Grayson was hanging facedown, dangling from the safety harness of his cockpit seat. Smoke was filling the cockpit, and one of the few operational readouts on his console was the ominous red bar showing 'Mech internal temperature, next to several flashing discretes warning of fire.
Damn! Who had attacked him? All primary systems were out, dead. He couldn't eject, not lying flat like this. He would have to scramble clear through the e
scape hatch. Would his legs hold him? Feeling was returning, a hot tingling sensation, but he wasn't sure he'd be able to stand up.
"Warning, warning. Fire in the cockpit. Fire in the cockpit..."
He would crawl if he had to. The smoke was becoming so thick he could scarcely see his console in the hesitant light, but there was a growing warmth to the smoke, and a hint of a flickering yellow glow. His helmet was not airtight, and he began choking on the acrid fumes. After struggling to disconnect his neurohelmet cables and then unhooking his seat restraints in the close space of the cockpit, Grayson twisted around and yanked on the emergency hatch release. There was a small explosion, and the hatch popped open, admitting a rush of cool, sweet, fresh air. He pushed himself through, his legs dangling uselessly behind him as he hauled himself halfway through the small round hatch.

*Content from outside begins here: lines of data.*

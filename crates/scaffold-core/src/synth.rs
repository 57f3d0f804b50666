//! Synthesis lifecycle
//!
//! Declaration happens while the tree is built. [`synth`] then runs the two
//! remaining phases in order:
//!
//! 1. **synthesize** - every component writes its artifacts. A failing
//!    component is recorded and the others still run; there is no
//!    cross-file transaction.
//! 2. **post-synthesize** - runs only when every component synthesized,
//!    stops at the first error and skips the components of projects that
//!    opt out. This is where dependency installation happens.

use std::cell::RefCell;

use scaffold_fs::{ConfigStore, NormalizedPath, WriteOutcome, io};
use serde::Serialize;

use crate::component::{ComponentTree, NodeId};
use crate::error::{Error, Result, SynthFailure};
use crate::project::Project;

/// Set to a non-empty value other than `0`/`false` to skip post-synthesis.
pub const DISABLE_POST_ENV: &str = "SCAFFOLD_DISABLE_POST";

/// A file produced during synthesis
#[derive(Debug, Clone, PartialEq, Eq)]
pub struct SynthesizedFile {
    pub path: NormalizedPath,
    pub outcome: WriteOutcome,
}

/// Outcome of the synthesize phase
#[derive(Debug, Default)]
pub struct SynthReport {
    pub files: Vec<SynthesizedFile>,
    pub failures: Vec<SynthFailure>,
}

impl SynthReport {
    pub fn is_success(&self) -> bool {
        self.failures.is_empty()
    }

    /// Turn recorded failures into [`Error::Synthesis`].
    pub fn into_result(self) -> Result<Self> {
        if self.failures.is_empty() {
            Ok(self)
        } else {
            Err(Error::Synthesis {
                failures: self.failures,
            })
        }
    }

    /// The outcome for a synthesized path, if one was written.
    pub fn outcome(&self, path: &NormalizedPath) -> Option<WriteOutcome> {
        self.files
            .iter()
            .find(|file| &file.path == path)
            .map(|file| file.outcome)
    }
}

/// What a component sees while it synthesizes
pub struct SynthContext<'a> {
    tree: &'a ComponentTree,
    node: NodeId,
    files: &'a RefCell<Vec<SynthesizedFile>>,
}

impl<'a> SynthContext<'a> {
    pub fn tree(&self) -> &'a ComponentTree {
        self.tree
    }

    pub fn node(&self) -> NodeId {
        self.node
    }

    /// Tree path of the component being synthesized.
    pub fn path(&self) -> String {
        self.tree.path(self.node)
    }

    /// The nearest project enclosing this component.
    pub fn project(&self) -> Result<&'a Project> {
        Project::of(self.tree, self.node)
    }

    /// Output directory of the enclosing project.
    pub fn outdir(&self) -> Result<NormalizedPath> {
        Ok(self.project()?.outdir().clone())
    }

    /// Write `content` to `file_name` under the project outdir.
    pub fn write_text(&self, file_name: &str, content: &str) -> Result<WriteOutcome> {
        let path = self.outdir()?.join(file_name);
        let outcome = io::sync_text(&path, content)?;
        self.record(path, outcome);
        Ok(outcome)
    }

    /// Serialize `value` to `file_name` under the project outdir, in the
    /// format implied by its extension.
    pub fn write_config<T: Serialize>(&self, file_name: &str, value: &T) -> Result<WriteOutcome> {
        let path = self.outdir()?.join(file_name);
        let outcome = ConfigStore::new().save(&path, value)?;
        self.record(path, outcome);
        Ok(outcome)
    }

    fn record(&self, path: NormalizedPath, outcome: WriteOutcome) {
        self.files
            .borrow_mut()
            .push(SynthesizedFile { path, outcome });
    }
}

impl ComponentTree {
    /// Run the synthesize phase over every component, in pre-order.
    pub fn synthesize(&self) -> SynthReport {
        let files = RefCell::new(Vec::new());
        let mut failures = Vec::new();

        for node in self.descendants(self.root()) {
            let ctx = SynthContext {
                tree: self,
                node,
                files: &files,
            };
            if let Err(error) = self.component(node).synthesize(&ctx) {
                let component = self.path(node);
                tracing::warn!(%component, %error, "synthesis failed");
                failures.push(SynthFailure {
                    component,
                    error: Box::new(error),
                });
            }
        }

        SynthReport {
            files: files.into_inner(),
            failures,
        }
    }

    /// Run the post-synthesize phase, stopping at the first error.
    ///
    /// Components whose nearest project disables post-synthesis are
    /// skipped; components outside any project always run.
    pub fn post_synthesize(&self) -> Result<()> {
        let files = RefCell::new(Vec::new());
        for node in self.descendants(self.root()) {
            if let Some((_, project)) = Project::find(self, node)
                && !project.post_synthesis()
            {
                continue;
            }
            let ctx = SynthContext {
                tree: self,
                node,
                files: &files,
            };
            self.component(node).post_synthesize(&ctx)?;
        }
        Ok(())
    }
}

/// Synthesize the tree, then run post-synthesis.
///
/// Setting [`DISABLE_POST_ENV`] skips post-synthesis for the whole tree;
/// otherwise each project's own `post_synthesis` flag applies to the
/// components it encloses.
pub fn synth(tree: &ComponentTree) -> Result<SynthReport> {
    tracing::info!(root = %tree.name(tree.root()), "synthesizing");
    let report = tree.synthesize().into_result()?;

    if post_disabled_by_env() {
        tracing::debug!("post-synthesis disabled by {DISABLE_POST_ENV}");
    } else {
        tree.post_synthesize()?;
    }

    Ok(report)
}

fn post_disabled_by_env() -> bool {
    std::env::var(DISABLE_POST_ENV)
        .map(|value| env_flag(&value))
        .unwrap_or(false)
}

fn env_flag(value: &str) -> bool {
    let value = value.trim();
    !(value.is_empty() || value == "0" || value.eq_ignore_ascii_case("false"))
}

#[cfg(test)]
mod tests {
    use super::*;

    #[test]
    fn env_flag_values() {
        assert!(env_flag("1"));
        assert!(env_flag("true"));
        assert!(!env_flag(""));
        assert!(!env_flag("0"));
        assert!(!env_flag("FALSE"));
    }

    #[test]
    fn empty_report_is_success() {
        let report = SynthReport::default();
        assert!(report.is_success());
        assert!(report.into_result().is_ok());
    }
}
//! Task model
//!
//! A task is a named, flat list of shell steps declared while the
//! component tree is built. Tasks are data only: they are serialized into
//! the task manifest during synthesis and executed later by
//! [`TaskRuntime`](crate::runtime::TaskRuntime), which never sees these
//! in-memory objects.

use std::cell::RefCell;
use std::collections::BTreeMap;
use std::rc::Rc;

use serde::{Deserialize, Serialize};

use crate::error::{Error, Result};

/// One shell-level invocation
#[derive(Debug, Clone, PartialEq, Eq, Serialize, Deserialize)]
pub struct TaskStep {
    /// Command line handed to the host shell unmodified
    pub exec: String,
    /// Label used in logs
    #[serde(default, skip_serializing_if = "Option::is_none")]
    pub name: Option<String>,
    /// Working directory relative to the runtime's working directory
    #[serde(default, skip_serializing_if = "Option::is_none")]
    pub cwd: Option<String>,
}

impl TaskStep {
    pub fn exec(command: impl Into<String>) -> Self {
        Self {
            exec: command.into(),
            name: None,
            cwd: None,
        }
    }

    pub fn with_name(mut self, name: impl Into<String>) -> Self {
        self.name = Some(name.into());
        self
    }

    pub fn with_cwd(mut self, cwd: impl Into<String>) -> Self {
        self.cwd = Some(cwd.into());
        self
    }
}

/// Serialized form of a task, as stored in the task manifest
#[derive(Debug, Clone, PartialEq, Eq, Serialize, Deserialize)]
pub struct TaskSpec {
    pub name: String,
    #[serde(default, skip_serializing_if = "Option::is_none")]
    pub description: Option<String>,
    #[serde(default, skip_serializing_if = "BTreeMap::is_empty")]
    pub env: BTreeMap<String, String>,
    #[serde(default, skip_serializing_if = "Vec::is_empty")]
    pub steps: Vec<TaskStep>,
}

/// Options for [`Tasks::add_task`]
#[derive(Debug, Clone, Default)]
pub struct TaskOptions {
    pub description: Option<String>,
    pub env: BTreeMap<String, String>,
    /// Initial steps; more can be appended with [`Task::exec`]
    pub steps: Vec<TaskStep>,
}

impl TaskOptions {
    pub fn described(description: impl Into<String>) -> Self {
        Self {
            description: Some(description.into()),
            ..Self::default()
        }
    }
}

/// Live handle to a declared task.
///
/// The handle stays valid after registration, so whoever created the task
/// can keep appending steps until synthesis serializes it.
#[derive(Debug, Clone)]
pub struct Task {
    spec: Rc<RefCell<TaskSpec>>,
}

impl Task {
    fn new(spec: TaskSpec) -> Self {
        Self {
            spec: Rc::new(RefCell::new(spec)),
        }
    }

    pub fn name(&self) -> String {
        self.spec.borrow().name.clone()
    }

    pub fn description(&self) -> Option<String> {
        self.spec.borrow().description.clone()
    }

    /// Append a shell command.
    pub fn exec(&self, command: impl Into<String>) {
        self.exec_step(TaskStep::exec(command));
    }

    /// Append a fully specified step.
    pub fn exec_step(&self, step: TaskStep) {
        self.spec.borrow_mut().steps.push(step);
    }

    /// Insert a shell command before every existing step.
    pub fn prepend_exec(&self, command: impl Into<String>) {
        self.spec.borrow_mut().steps.insert(0, TaskStep::exec(command));
    }

    /// Drop every step declared so far.
    pub fn reset(&self) {
        self.spec.borrow_mut().steps.clear();
    }

    /// Set an environment variable for every step of the task.
    pub fn env(&self, key: impl Into<String>, value: impl Into<String>) {
        self.spec.borrow_mut().env.insert(key.into(), value.into());
    }

    pub fn steps(&self) -> Vec<TaskStep> {
        self.spec.borrow().steps.clone()
    }

    /// Snapshot of the task for serialization.
    pub fn to_spec(&self) -> TaskSpec {
        self.spec.borrow().clone()
    }
}

/// Shared handle to a project's task registry
#[derive(Debug, Clone, Default)]
pub struct Tasks {
    tasks: Rc<RefCell<Vec<Task>>>,
}

impl Tasks {
    pub fn new() -> Self {
        Self::default()
    }

    /// Register a new task.
    ///
    /// # Errors
    ///
    /// Returns [`Error::DuplicateTask`] if the name is already taken.
    pub fn add_task(&self, name: impl Into<String>, options: TaskOptions) -> Result<Task> {
        let name = name.into();
        if self.try_find(&name).is_some() {
            return Err(Error::DuplicateTask { name });
        }

        let task = Task::new(TaskSpec {
            name,
            description: options.description,
            env: options.env,
            steps: options.steps,
        });
        tracing::debug!(task = %task.name(), "declared task");
        self.tasks.borrow_mut().push(task.clone());
        Ok(task)
    }

    pub fn try_find(&self, name: &str) -> Option<Task> {
        self.tasks
            .borrow()
            .iter()
            .find(|task| task.spec.borrow().name == name)
            .cloned()
    }

    /// Every task in declaration order.
    pub fn all(&self) -> Vec<Task> {
        self.tasks.borrow().clone()
    }

    pub fn len(&self) -> usize {
        self.tasks.borrow().len()
    }

    pub fn is_empty(&self) -> bool {
        self.tasks.borrow().is_empty()
    }

    /// Serializable snapshot of every task.
    pub fn to_manifest(&self) -> TaskManifest {
        TaskManifest {
            tasks: self
                .tasks
                .borrow()
                .iter()
                .map(|task| {
                    let spec = task.to_spec();
                    (spec.name.clone(), spec)
                })
                .collect(),
        }
    }
}

/// The intermediate form shared by synthesis and the task runtime
#[derive(Debug, Clone, Default, PartialEq, Eq, Serialize, Deserialize)]
pub struct TaskManifest {
    #[serde(default)]
    pub tasks: BTreeMap<String, TaskSpec>,
}

impl TaskManifest {
    pub fn get(&self, name: &str) -> Option<&TaskSpec> {
        self.tasks.get(name)
    }
}

#[cfg(test)]
mod tests {
    use super::*;

    #[test]
    fn step_serialization_omits_unset_fields() {
        let json = serde_json::to_string(&TaskStep::exec("pip install -r requirements.txt"))
            .unwrap();
        assert_eq!(json, r#"{"exec":"pip install -r requirements.txt"}"#);
    }

    #[test]
    fn spec_deserializes_with_defaults() {
        let spec: TaskSpec = serde_json::from_str(r#"{"name":"noop"}"#).unwrap();
        assert_eq!(spec.name, "noop");
        assert!(spec.steps.is_empty());
        assert!(spec.env.is_empty());
        assert!(spec.description.is_none());
    }

    #[test]
    fn manifest_keys_are_sorted() {
        let tasks = Tasks::new();
        tasks.add_task("test", TaskOptions::default()).unwrap();
        tasks.add_task("build", TaskOptions::default()).unwrap();

        let keys: Vec<_> = tasks.to_manifest().tasks.into_keys().collect();
        assert_eq!(keys, vec!["build", "test"]);
    }
}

A 'Mech loomed up out of the rear darkness just thirty meters away. In the gloom, he could still make out its outline easily against the pale twilight sky: a Zeus.
Walter Dupré's Zeus.
With a harsh whine of servomotors, the fearsome assault 'Mech raised its left arm to aim its massive particle projection cannon directly at him.
28
Meadow Grove
Caledonia, Skye March
Federated Commonwealth
2054 hours, 16 April 3057
The Davion 'Mechs were on the run, streaming away from the point at which Task Force Striker had burst out of the woods in a ragged flight in the general direction of the Round Tops, about three kilometers away. Dozens of 'Mechs were scattered about the maintenance area or close by, slumped dead and vacant on the ground in huge, metallic sprawls, or burning furiously as their internal ammo stores cooked off.

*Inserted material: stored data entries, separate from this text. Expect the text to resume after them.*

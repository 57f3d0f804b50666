//! Task runtime
//!
//! Executes tasks from the synthesized task manifest of a working
//! directory. Steps run one at a time through the host shell; the first
//! step that exits non-zero aborts the task.

use std::process::Command;

use scaffold_fs::{ConfigStore, NormalizedPath, ScaffoldPath};

use crate::error::{Error, Result};
use crate::task::{TaskManifest, TaskSpec, TaskStep};

/// Executor bound to a working directory
#[derive(Debug, Clone)]
pub struct TaskRuntime {
    workdir: NormalizedPath,
}

impl TaskRuntime {
    pub fn new(workdir: impl Into<NormalizedPath>) -> Self {
        Self {
            workdir: workdir.into(),
        }
    }

    pub fn workdir(&self) -> &NormalizedPath {
        &self.workdir
    }

    /// Location of the task manifest this runtime reads.
    pub fn manifest_path(&self) -> NormalizedPath {
        self.workdir.join(ScaffoldPath::TasksManifest.as_str())
    }

    /// Load the synthesized task set.
    ///
    /// A working directory that was never synthesized has no tasks.
    pub fn manifest(&self) -> Result<TaskManifest> {
        let manifest = ConfigStore::new().load_optional(&self.manifest_path())?;
        Ok(manifest.unwrap_or_default())
    }

    /// Every synthesized task, sorted by name.
    pub fn tasks(&self) -> Result<Vec<TaskSpec>> {
        Ok(self.manifest()?.tasks.into_values().collect())
    }

    pub fn try_find_task(&self, name: &str) -> Result<Option<TaskSpec>> {
        Ok(self.manifest()?.tasks.remove(name))
    }

    /// Run a synthesized task to completion.
    ///
    /// # Errors
    ///
    /// - [`Error::TaskNotFound`] if no task with that name was synthesized;
    ///   nothing is spawned in that case.
    /// - [`Error::TaskStepFailed`] for the first step that exits non-zero;
    ///   later steps are not run.
    pub fn run_task(&self, name: &str) -> Result<()> {
        let task = self
            .try_find_task(name)?
            .ok_or_else(|| Error::TaskNotFound {
                name: name.to_string(),
            })?;

        tracing::info!(task = %task.name, workdir = %self.workdir, "running task");
        for (index, step) in task.steps.iter().enumerate() {
            self.run_step(&task, index, step)?;
        }
        tracing::debug!(task = %task.name, steps = task.steps.len(), "task complete");
        Ok(())
    }

    fn run_step(&self, task: &TaskSpec, index: usize, step: &TaskStep) -> Result<()> {
        let cwd = self.step_cwd(task, index, step)?;
        tracing::debug!(
            task = %task.name,
            step = index,
            name = step.name.as_deref().unwrap_or(""),
            cwd = %cwd,
            "{}",
            step.exec
        );

        let status = shell_command(&step.exec)
            .current_dir(cwd.to_native())
            .envs(&task.env)
            .status()
            .map_err(|source| Error::StepSpawn {
                task: task.name.clone(),
                step_index: index,
                source,
            })?;

        if !status.success() {
            tracing::warn!(task = %task.name, step = index, code = ?status.code(), "step failed");
            return Err(Error::TaskStepFailed {
                task: task.name.clone(),
                step_index: index,
                exit_code: status.code(),
            });
        }
        Ok(())
    }

    /// Resolve a step's working directory, refusing anything that
    /// canonicalizes outside the runtime's working directory.
    fn step_cwd(&self, task: &TaskSpec, index: usize, step: &TaskStep) -> Result<NormalizedPath> {
        let Some(cwd) = step.cwd.as_deref() else {
            return Ok(self.workdir.clone());
        };
        let resolved = self.workdir.resolve(cwd);

        // Missing directories are left for the spawn to report.
        if let (Ok(canon_cwd), Ok(canon_workdir)) =
            (resolved.canonicalize(), self.workdir.canonicalize())
            && !canon_cwd.starts_with(&canon_workdir)
        {
            return Err(Error::StepCwdOutsideWorkdir {
                task: task.name.clone(),
                step_index: index,
                cwd: resolved.to_native(),
                workdir: self.workdir.to_native(),
            });
        }
        Ok(resolved)
    }
}

fn shell_command(command: &str) -> Command {
    if cfg!(windows) {
        let mut cmd = Command::new("cmd");
        cmd.args(["/C", command]);
        cmd
    } else {
        let mut cmd = Command::new("sh");
        cmd.args(["-c", command]);
        cmd
    }
}

#[cfg(test)]
mod tests {
    use super::*;

    #[test]
    fn manifest_path_is_under_workdir() {
        let runtime = TaskRuntime::new("/work/app");
        assert_eq!(runtime.manifest_path().as_str(), "/work/app/.scaffold/tasks.json");
    }

    #[test]
    fn unsynthesized_workdir_has_no_tasks() {
        let temp = tempfile::TempDir::new().unwrap();
        let runtime = TaskRuntime::new(temp.path());
        assert!(runtime.tasks().unwrap().is_empty());
    }
}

Surprise had been complete, and victory was assured if they could keep the pace of battle moving along at its current fast clip. Fully half the Davion force was in all-out retreat. And, best of all, it was retreating in the direction of the other half of the Davion force. A collision would reduce both to a helplessly milling mob. Alex knew that the key to victory was for the Legion forces to keep up the pressure and to maintain coordination as they drove the enemy forward.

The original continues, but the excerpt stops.